Holotype: In the Canterbury Museum, Christchurch. Rays five, R 105 mm, r 62 mm.
Anthenoides Perrier, 1881
Body covered by a membrane which is superficially smooth and rather thick, obscuring the underlying granules during life, though these become visible after drying. Secondary small abactinal plates on either side of the median carinal series. Actinal intermediate areas large, the intermediate plates polygonal. Adambulacral armature comprising a furrow-comb, plus granules or subambulacral spines and pedicellariae. No abactinal or actinal spines.
This striking Indo-Pacific genus, though new to the fauna of New Zealand, is already known to be represented in Western Australia, where a small species, A. dubius H. L. Clark, has been taken. The New Zealand representative, on the other hand, is a large and handsome form, rivalling Dipsacaster magnificus.
Anthenoides granulosus Fisher Plate 1, Fig. B.
- Fisher, W. K., 1919. Bull. U.S. Nat. Mus., p. 328, Pl. 88 and 94.
Material Examined: One specimen, taken in 270 fathoms, off Mayor Island, Bay of Plenty, by Dr. R. K. Dell, at Dom. Mus. Station B.S.209. It is now in the collection of the Dominion Museum, No. Z Ech. 567.
Remarks: The specimen, the only one so far discovered in New Zealand waters, appears to be an adult and has 31–33 marginals in either series, from the IR to the arm-tip. The holotype of the species was taken in 265 fathoms off Mollucca Islands. The New Zealand specimen has relatively longer arms, R 135 mm, r 50 mm, R = 2 6 r (as against R = 2 r in the holotype); this difference is, however, probably due to the greater size of the New Zealand specimen, for in other respects there is close agreement.

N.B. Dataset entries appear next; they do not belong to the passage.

impl<S: BookingStore, N: InvoiceNotifier> BookingService<S, N> {
    /// Create a new booking service over a store and an invoice collaborator
    pub fn new(store: S, invoices: N) -> Self {
        Self { store, invoices }
    }

    // --- queries ---

    /// All rooms with category, nightly price and remaining stock
    pub async fn list_rooms(&self) -> ApiResult<Vec<RoomSummary>> {
        Ok(self.store.rooms().await?)
    }

    /// A single room by id
    pub async fn room(&self, room_id: i64) -> ApiResult<RoomView> {
        self.store
            .room(room_id)
            .await?
            .ok_or_else(|| ApiError::NotFound("Room not found".to_string()))
    }

    /// The caller's bookings, including payment status
    pub async fn my_bookings(&self, caller: CallerIdentity) -> ApiResult<Vec<BookingView>> {
        Ok(self.store.bookings_for_user(caller.user_id).await?)
    }

    /// The caller's audit trail, newest first
    pub async fn history(&self, caller: CallerIdentity) -> ApiResult<Vec<ActivityEntry>> {
        Ok(self.store.activity_for_user(caller.user_id).await?)
    }

    /// The caller's profile, including the current balance
    pub async fn profile(&self, caller: CallerIdentity) -> ApiResult<UserProfile> {
        let user = self
            .store
            .user(caller.user_id)
            .await?
            .ok_or_else(|| ApiError::NotFound("User not found".to_string()))?;
        Ok(UserProfile::from(user))
    }

    // --- account ---

    /// Register a new user account
    pub async fn register_user(&self, req: RegisterRequest) -> ApiResult<User> {
        crate::validation::validate_name(&req.name).map_err(ApiError::InvalidInput)?;
        crate::validation::validate_email(&req.email).map_err(ApiError::InvalidInput)?;
        crate::validation::validate_password(&req.password).map_err(ApiError::InvalidInput)?;

        if self.store.user_by_email(&req.email).await?.is_some() {
            return Err(ApiError::Conflict("Email is already registered".to_string()));
        }

        let password_hash = hash_password(&req.password)?;
        let user = self
            .store
            .insert_user(NewUser {
                name: req.name,
                email: req.email,
                password_hash,
            })
            .await?;

        info!("Registered user {}", user.id);
        Ok(user)
    }

    /// Check login credentials, returning the account on success
    pub async fn verify_credentials(&self, email: &str, password: &str) -> ApiResult<User> {
        let user = self
            .store
            .user_by_email(email)
            .await?
            .ok_or(ApiError::Unauthorized)?;

        if !verify_password(&user.password_hash, password)? {
            return Err(ApiError::Unauthorized);
        }

        Ok(user)
    }

    // --- booking lifecycle ---

    /// Book a room for a number of nights
    ///
    /// Takes one unit from the room's stock and creates an unpaid booking
    /// priced at days x nightly category price.
    pub async fn create_booking(
        &self,
        caller: CallerIdentity,
        req: CreateBookingRequest,
    ) -> ApiResult<BookingCreated> {
        if req.days <= 0 {
            return Err(ApiError::InvalidInput(
                "Days must be greater than zero".to_string(),
            ));
        }

        let mut uow = self.store.begin().await?;

        let room = uow
            .room_for_update(req.room_id)
            .await?
            .ok_or_else(|| ApiError::NotFound("Room not found".to_string()))?;
        if room.stock <= 0 {
            return Err(ApiError::Conflict("Room is fully booked".to_string()));
        }

        uow.set_room_stock(room.id, room.stock - 1).await?;

        let total_price = req.days as f64 * room.price;
        let booking = uow
            .insert_booking(NewBooking {
                user_id: caller.user_id,
                room_id: room.id,
                start_date: req.start_date,
                end_date: req.start_date + Duration::days(req.days),
                total_price,
            })
            .await?;

        uow.append_activity(NewActivity {
            user_id: caller.user_id,
            description: format!("Booked room {} for {} night(s)", room.name, req.days),
            activity_type: ActivityKind::Booking,
            reference_id: Some(booking.id),
        })
        .await?;

        uow.commit().await?;
        info!("User {} booked room {}", caller.user_id, room.id);

        Ok(BookingCreated {
            message: "Booking successful".to_string(),
            room_name: room.name,
            category: room.category_name,
            total_price,
        })
    }

    /// Pay an unpaid booking from the caller's balance
    ///
    /// Debits the balance, records the payment and notifies the invoice
    /// collaborator; if the collaborator fails, every write is rolled back
    /// and the booking stays unpaid.
    pub async fn pay_booking(
        &self,
        caller: CallerIdentity,
        booking_id: i64,
    ) -> ApiResult<PaymentReceipt> {
        let mut uow = self.store.begin().await?;

        let mut booking = uow
            .booking_for_update(booking_id)
            .await?
            .filter(|b| b.user_id == caller.user_id)
            .ok_or_else(|| ApiError::NotFound("Booking not found".to_string()))?;

        let payment = uow.payment_for_booking(booking_id).await?;
        if booking.is_paid || payment.is_some_and(|p| p.paid_at.is_some()) {
            return Err(ApiError::AlreadyPaid);
        }

        let user = uow
            .user_for_update(caller.user_id)
            .await?
            .ok_or_else(|| ApiError::Internal(anyhow!("user {} missing", caller.user_id)))?;
        if user.balance < booking.total_price {
            return Err(ApiError::InsufficientBalance);
        }

        let room = uow
            .room_for_update(booking.room_id)
            .await?
            .ok_or_else(|| ApiError::Internal(anyhow!("room {} missing", booking.room_id)))?;

        let new_balance = user.balance - booking.total_price;
        uow.set_balance(user.id, new_balance).await?;

        let paid_at = Utc::now();
        uow.upsert_payment(booking.id, booking.total_price, paid_at)
            .await?;

        booking.is_paid = true;
        uow.update_booking(&booking).await?;

        uow.append_activity(NewActivity {
            user_id: caller.user_id,
            description: format!("Payment for booking {}", booking.id),
            activity_type: ActivityKind::Payment,
            reference_id: Some(booking.id),
        })
        .await?;

        // The invoice collaborator is part of the consistency unit: if it
        // fails, the uncommitted unit of work is dropped and rolled back.
        self.invoices
            .invoice_created(&user, &booking, &room.name)
            .await
            .map_err(ApiError::Internal)?;

        uow.commit().await?;
        info!("User {} paid booking {}", caller.user_id, booking.id);

        Ok(PaymentReceipt {
            message: "Payment successful".to_string(),
            booking_id: booking.id,
            room_name: room.name,
            total_price: booking.total_price,
            balance: new_balance,
            is_paid: true,
            paid_at,
        })
    }

    /// Cancel a booking, refunding it first if it was paid
    pub async fn cancel_booking(
        &self,
        caller: CallerIdentity,
        booking_id: i64,
    ) -> ApiResult<CancellationNotice> {
        let mut uow = self.store.begin().await?;

        let booking = uow
            .booking_for_update(booking_id)
            .await?
            .ok_or_else(|| ApiError::NotFound("Booking not found".to_string()))?;
        if booking.user_id != caller.user_id {
            return Err(ApiError::Forbidden(
                "You are not authorized to cancel this booking".to_string(),
            ));
        }

        let refund = if booking.is_paid {
            Some(self.reverse_payment(&mut uow, &booking).await?)
        } else {
            None
        };

        let room = uow
            .room_for_update(booking.room_id)
            .await?
            .ok_or_else(|| ApiError::Internal(anyhow!("room {} missing", booking.room_id)))?;

        uow.delete_booking(booking.id).await?;
        uow.set_room_stock(room.id, room.stock + 1).await?;

        let description = match refund {
            Some(amount) => format!(
                "Canceled booking for room {} (refunded {:.2})",
                room.name, amount
            ),
            None => format!("Canceled booking for room {}", room.name),
        };
        uow.append_activity(NewActivity {
            user_id: caller.user_id,
            description,
            activity_type: ActivityKind::Cancellation,
            reference_id: Some(booking.id),
        })
        .await?;

        uow.commit().await?;
        info!("User {} canceled booking {}", caller.user_id, booking.id);

        Ok(CancellationNotice {
            message: "Booking canceled successfully".to_string(),
            refund_amount: refund,
        })
    }

    /// Change a booking's room, duration or start date
    ///
    /// A paid booking is refunded first and must be paid again afterwards.
    /// The steps apply in a fixed order: refund, room change (with stock
    /// swap), duration, start-date shift.
    pub async fn update_booking(
        &self,
        caller: CallerIdentity,
        booking_id: i64,
        req: UpdateBookingRequest,
    ) -> ApiResult<BookingUpdated> {
        if req.days.is_some_and(|d| d <= 0) {
            return Err(ApiError::InvalidInput(
                "Days must be greater than zero".to_string(),
            ));
        }

        let mut uow = self.store.begin().await?;

        let mut booking = uow
            .booking_for_update(booking_id)
            .await?
            .ok_or_else(|| ApiError::NotFound("Booking not found".to_string()))?;
        if booking.user_id != caller.user_id {
            return Err(ApiError::Forbidden(
                "You are not authorized to modify this booking".to_string(),
            ));
        }

        let refund = if booking.is_paid {
            let amount = self.reverse_payment(&mut uow, &booking).await?;
            booking.is_paid = false;
            Some(amount)
        } else {
            None
        };

        let room = match req.room_id {
            Some(new_room_id) if new_room_id != booking.room_id => {
                let (old_room, new_room) =
                    lock_room_pair(&mut uow, booking.room_id, new_room_id).await?;
                if new_room.stock <= 0 {
                    return Err(ApiError::Conflict("New room is fully booked".to_string()));
                }

                uow.set_room_stock(old_room.id, old_room.stock + 1).await?;
                uow.set_room_stock(new_room.id, new_room.stock - 1).await?;

                booking.room_id = new_room.id;
                // The price snapshot follows the room: reprice the current
                // number of nights at the new category's rate.
                booking.total_price = booking.nights() as f64 * new_room.price;
                new_room
            }
            _ => uow
                .room_for_update(booking.room_id)
                .await?
                .ok_or_else(|| ApiError::Internal(anyhow!("room {} missing", booking.room_id)))?,
        };

        if let Some(days) = req.days {
            booking.end_date = booking.start_date + Duration::days(days);
            booking.total_price = days as f64 * room.price;
        }

        if let Some(start_date) = req.start_date {
            let nights = booking.nights();
            booking.start_date = start_date;
            booking.end_date = start_date + Duration::days(nights);
        }

        uow.update_booking(&booking).await?;

        uow.append_activity(NewActivity {
            user_id: caller.user_id,
            description: format!("Updated booking for room {}", room.name),
            activity_type: ActivityKind::Update,
            reference_id: Some(booking.id),
        })
        .await?;

        uow.commit().await?;
        info!("User {} updated booking {}", caller.user_id, booking.id);

        Ok(BookingUpdated {
            message: "Booking successfully updated".to_string(),
            room_name: room.name,
            total_price: booking.total_price,
            refund_amount: refund,
        })
    }

    /// Credit the caller's balance
    pub async fn top_up(
        &self,
        caller: CallerIdentity,
        req: TopUpRequest,
    ) -> ApiResult<TopUpReceipt> {
        if req.amount <= 0.0 {
            return Err(ApiError::InvalidInput(
                "Amount must be greater than zero".to_string(),
            ));
        }

        let mut uow = self.store.begin().await?;

        let user = uow
            .user_for_update(caller.user_id)
            .await?
            .ok_or_else(|| ApiError::Internal(anyhow!("user {} missing", caller.user_id)))?;

        let new_balance = user.balance + req.amount;
        uow.set_balance(user.id, new_balance).await?;

        let top_up = uow.insert_top_up(user.id, req.amount).await?;

        uow.append_activity(NewActivity {
            user_id: caller.user_id,
            description: format!("Top-up of {:.2}", req.amount),
            activity_type: ActivityKind::Topup,
            reference_id: Some(top_up.id),
        })
        .await?;

        uow.commit().await?;
        info!("User {} topped up {:.2}", caller.user_id, req.amount);

        Ok(TopUpReceipt {
            message: "Top-Up successful".to_string(),
            balance: new_balance,
        })
    }

    /// Undo the payment of a paid booking: credit the paid amount back and
    /// delete the payment record. Returns the refunded amount.
    async fn reverse_payment(&self, uow: &mut S::Uow, booking: &Booking) -> ApiResult<f64> {
        let payment = uow
            .payment_for_booking(booking.id)
            .await?
            .ok_or_else(|| {
                ApiError::Internal(anyhow!("paid booking {} has no payment record", booking.id))
            })?;

        let user = uow
            .user_for_update(booking.user_id)
            .await?
            .ok_or_else(|| ApiError::Internal(anyhow!("user {} missing", booking.user_id)))?;

        uow.set_balance(user.id, user.balance + payment.amount)
            .await?;
        uow.delete_payment(booking.id).await?;

        Ok(payment.amount)
    }
}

The marginals are densely granulated, with coarser granules on the lateral margins of the proximal inferomarginals. The ambitus is defined by the projecting inferomarginals alone. The pedicellariae are largest on the proximal adambulacral plates, and smallest on the abactinal plates, where they resemble cleft granules. The adambulacral armature is characteristic of the species as described by Fisher, comprising (a) a furrow-comb of 6–9 uniform, delicate spines, deeply placed in the narrow furrow, (b) 2 or 3 coarse sub-ambulacral spines, one or two of which become enlarged on the distal half of the arm, (c) scattered granules and pedicellariae. The enlargement of the subambulacral spines on distal adambulacral plates, though mentioned by Fisher (1919), was not figured by him, and so an illustration of the condition in the New Zealand specimen is given here (Fig. B). From A. epixanthus Fisher, of Hawaii, the present specimen differs in possessing abactinal pedicellariae and in its adambulacral armature.

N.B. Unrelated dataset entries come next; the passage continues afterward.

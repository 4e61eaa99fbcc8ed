//! Custom error types for the common library
//!
//! This module defines infrastructure error types shared by the services
//! sitting on top of the booking database.

use sqlx::Error as SqlxError;
use thiserror::Error;

/// Custom error type for database operations
#[derive(Error, Debug)]
pub enum DatabaseError {
    /// Error occurred during database connection
    #[error("Database connection error: {0}")]
    Connection(#[source] SqlxError),

    /// Error occurred during database query execution
    #[error("Database query error: {0}")]
    Query(#[source] SqlxError),

    /// Error occurred while applying database migrations
    #[error("Database migration error: {0}")]
    Migration(String),

    /// Configuration error
    #[error("Database configuration error: {0}")]
    Configuration(String),
}

/// Type alias for Result with DatabaseError
pub type DatabaseResult<T> = Result<T, DatabaseError>;
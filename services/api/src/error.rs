//! Custom error types for the booking service
//!
//! One taxonomy covers every operation: precondition violations map to the
//! 4xx family, store and collaborator failures surface as 500 after the
//! operation's unit of work has been rolled back. Every failure body is
//! `{"message": ...}` with a stable, human-readable message.

use axum::{
    Json,
    http::StatusCode,
    response::{IntoResponse, Response},
};
use serde_json::json;
use thiserror::Error;

use crate::store::StoreError;

/// Custom error type for the booking service
#[derive(Error, Debug)]
pub enum ApiError {
    /// Malformed or missing parameters, user-correctable
    #[error("{0}")]
    InvalidInput(String),

    /// No verified caller identity
    #[error("Unauthorized access")]
    Unauthorized,

    /// The resource exists but does not belong to the caller
    #[error("{0}")]
    Forbidden(String),

    /// Referenced room, booking or user is absent
    #[error("{0}")]
    NotFound(String),

    /// The operation clashes with current state (stock exhausted, duplicate email)
    #[error("{0}")]
    Conflict(String),

    /// The booking has already been paid
    #[error("Booking is already paid")]
    AlreadyPaid,

    /// The caller's balance does not cover the booking price
    #[error("Insufficient balance")]
    InsufficientBalance,

    /// Store or downstream collaborator failure
    #[error("Internal server error")]
    Internal(#[source] anyhow::Error),
}

impl From<StoreError> for ApiError {
    fn from(err: StoreError) -> Self {
        ApiError::Internal(err.into())
    }
}

impl IntoResponse for ApiError {
    fn into_response(self) -> Response {
        let status = match &self {
            ApiError::InvalidInput(_) => StatusCode::BAD_REQUEST,
            ApiError::Unauthorized => StatusCode::UNAUTHORIZED,
            ApiError::Forbidden(_) => StatusCode::FORBIDDEN,
            ApiError::NotFound(_) => StatusCode::NOT_FOUND,
            ApiError::Conflict(_) | ApiError::AlreadyPaid | ApiError::InsufficientBalance => {
                StatusCode::CONFLICT
            }
            ApiError::Internal(_) => StatusCode::INTERNAL_SERVER_ERROR,
        };

        if let ApiError::Internal(source) = &self {
            tracing::error!("Internal error: {:#}", source);
        }

        let body = Json(json!({
            "message": self.to_string(),
        }));

        (status, body).into_response()
    }
}

/// Type alias for service results
pub type ApiResult<T> = Result<T, ApiError>;

#[cfg(test)]
mod tests {
    use super::*;

    #[test]
    fn messages_are_stable() {
        assert_eq!(ApiError::AlreadyPaid.to_string(), "Booking is already paid");
        assert_eq!(
            ApiError::InsufficientBalance.to_string(),
            "Insufficient balance"
        );
        assert_eq!(
            ApiError::NotFound("Booking not found".to_string()).to_string(),
            "Booking not found"
        );
    }
}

The presence of this Indonesian sea-star in the Bay of Plenty gives further ground for regarding the area as falling within the Aupourian marine province, where northern elements of the fauna are most evident.
Pentagonaster Gray, 1840
Pentagonaster pulchellus Gray
- Gray, J. E., 1840. Ann. Mag. Nat. Hist. VI, p. 280.

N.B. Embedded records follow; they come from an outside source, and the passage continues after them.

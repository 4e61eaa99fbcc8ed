//! Booking lifecycle tests
//!
//! These run the real `BookingService` against the in-memory store with a
//! stub invoice collaborator, covering the full create / pay / update /
//! cancel lifecycle and the consistency properties around stock, balance
//! and payment state.

use std::sync::Arc;
use std::sync::atomic::{AtomicUsize, Ordering};

use anyhow::anyhow;
use chrono::{Duration, Utc};

use api::error::ApiError;
use api::middleware::CallerIdentity;
use api::models::{
    Booking, CreateBookingRequest, RegisterRequest, TopUpRequest, UpdateBookingRequest, User,
};
use api::notify::InvoiceNotifier;
use api::service::BookingService;
use api::store::BookingStore;
use api::store::memory::MemStore;

/// Invoice stub that counts how often it was called
#[derive(Clone, Default)]
struct RecordingInvoicer {
    calls: Arc<AtomicUsize>,
}

impl InvoiceNotifier for RecordingInvoicer {
    async fn invoice_created(
        &self,
        _customer: &User,
        _booking: &Booking,
        _room_name: &str,
    ) -> anyhow::Result<()> {
        self.calls.fetch_add(1, Ordering::SeqCst);
        Ok(())
    }
}

/// Invoice stub that always fails
#[derive(Clone)]
struct FailingInvoicer;

impl InvoiceNotifier for FailingInvoicer {
    async fn invoice_created(
        &self,
        _customer: &User,
        _booking: &Booking,
        _room_name: &str,
    ) -> anyhow::Result<()> {
        Err(anyhow!("invoice provider unavailable"))
    }
}

type TestService = BookingService<MemStore, RecordingInvoicer>;

fn service(store: &MemStore) -> (TestService, RecordingInvoicer) {
    let invoicer = RecordingInvoicer::default();
    (
        BookingService::new(store.clone(), invoicer.clone()),
        invoicer,
    )
}

async fn register_caller(service: &TestService, email: &str) -> CallerIdentity {
    let user = service
        .register_user(RegisterRequest {
            name: "Ayu Lestari".to_string(),
            email: email.to_string(),
            password: "gardenia7pass".to_string(),
        })
        .await
        .expect("registration failed");
    CallerIdentity { user_id: user.id }
}

async fn top_up(service: &TestService, caller: CallerIdentity, amount: f64) {
    service
        .top_up(caller, TopUpRequest { amount })
        .await
        .expect("top-up failed");
}

fn book(room_id: i64, days: i64) -> CreateBookingRequest {
    CreateBookingRequest {
        room_id,
        start_date: Utc::now() + Duration::days(7),
        days,
    }
}

async fn only_booking_id(service: &TestService, caller: CallerIdentity) -> i64 {
    let bookings = service.my_bookings(caller).await.unwrap();
    assert_eq!(bookings.len(), 1);
    bookings[0].booking_id
}

async fn stock_of(store: &MemStore, room_id: i64) -> i32 {
    store.room(room_id).await.unwrap().unwrap().stock
}

async fn balance_of(service: &TestService, caller: CallerIdentity) -> f64 {
    service.profile(caller).await.unwrap().balance
}

#[tokio::test]
async fn full_lifecycle_create_pay_cancel() {
    let store = MemStore::new();
    let deluxe = store.add_category("Deluxe", "", 100.0).await;
    let room = store.add_room("Palm 201", deluxe, 2).await;

    let (service, invoicer) = service(&store);
    let caller = register_caller(&service, "ayu@example.com").await;
    top_up(&service, caller, 500.0).await;

    let created = service.create_booking(caller, book(room, 3)).await.unwrap();
    assert_eq!(created.total_price, 300.0);
    assert_eq!(created.room_name, "Palm 201");
    assert_eq!(created.category, "Deluxe");
    assert_eq!(stock_of(&store, room).await, 1);

    let booking_id = only_booking_id(&service, caller).await;
    assert!(!service.my_bookings(caller).await.unwrap()[0].is_paid);

    let receipt = service.pay_booking(caller, booking_id).await.unwrap();
    assert_eq!(receipt.balance, 200.0);
    assert!(receipt.is_paid);
    assert_eq!(invoicer.calls.load(Ordering::SeqCst), 1);
    assert!(service.my_bookings(caller).await.unwrap()[0].is_paid);

    let notice = service.cancel_booking(caller, booking_id).await.unwrap();
    assert_eq!(notice.refund_amount, Some(300.0));
    assert_eq!(balance_of(&service, caller).await, 500.0);
    assert_eq!(stock_of(&store, room).await, 2);
    assert!(service.my_bookings(caller).await.unwrap().is_empty());
}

Material Examined: Although this beautiful sea-star is well-known from quite shallow water, 3–40 fathoms, it has not previously been taken from the continental slope. Seven specimens now in the Dominion Museum were taken by Dr. R. K. Dell from the edge of Canyon A, off East Otago, at Dom. Mus. Station B.S.189 in 120 fathoms. Dell (personal communication) considers it not unlikely that they had fallen into the canyon, as some shelf mollusca were found to be living under similar circumstances.